Leur aspect. Les corniauds ne ressemblent à aucun autre chien. Leur poil est ras le plus souvent ; leur taille est moyenne, le port de leurs oreilles et de leur queue sont fort variables ; une oreille droite et une oreille cassée ou demi-tombante, les deux oreilles dressées, la queue tire-bouchonnée.

Les corniauds sont souvent baptisés de noms auxquels — du point de vue du standard — ils ne correspondent pas. Quoi qu’il en soit, le type dit fox ou le type ratier sont les plus appréciés.

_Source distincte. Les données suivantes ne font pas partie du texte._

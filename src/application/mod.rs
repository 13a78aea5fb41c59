pub mod error;
pub mod motion;
pub mod pages;
pub mod site_service;

pub use error::*;
pub use site_service::*;
pub mod client;
pub mod dto;
pub mod record_store;

pub use client::*;
pub use dto::*;
pub use record_store::*;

La robe la plus commune, en ville, est la robe pie-noir et blanc en taches irrégulièrement réparties.

Les bâtards

Les bâtards sont des chiens issus de reproducteurs de races différentes, dont un s’est imposé morphologiquement, physiologiquement ou psychologiquement. Ils correspondent à l’appellation attribuée autrefois dans le même cas aux filiations humaines. Ces bâtards peuvent être les produits de représentants de deux races sélectionnées et standardisées, mais différentes, ou les produits d’un géniteur de race pure et d’un corniaud. Dans ce cas comme dans l’autre, le type de la race pure incriminée doit être parfaitement reconnaissable.

Beaucoup de races existantes actuellement et considérées comme fixées proviennent, à l’origine, de croisements volontaires entre des races différentes dont on voulait additionner les caractères, exacerber une qualité existante mais pas assez marquée, ou en voie de disparition. Certains chiens de chasse ont même conservé leur dénomination de bâtards bien qu’ils soient parvenus au stade de la race fixée : anglo-normand, anglo- poitevin, gascon-saintongeois, bull-terrier, etc. D’autres souches bâtardes ont donné naissance à des races individualisées dont l’origine parentale a disparu du nom — dobermann, boston-terrier — ou n’a gardé le nom que d’une seule race comme s’il s’agissait d’une variété spontanée : teckel à poil long, teckel à poil dur, griffon Korthals, etc.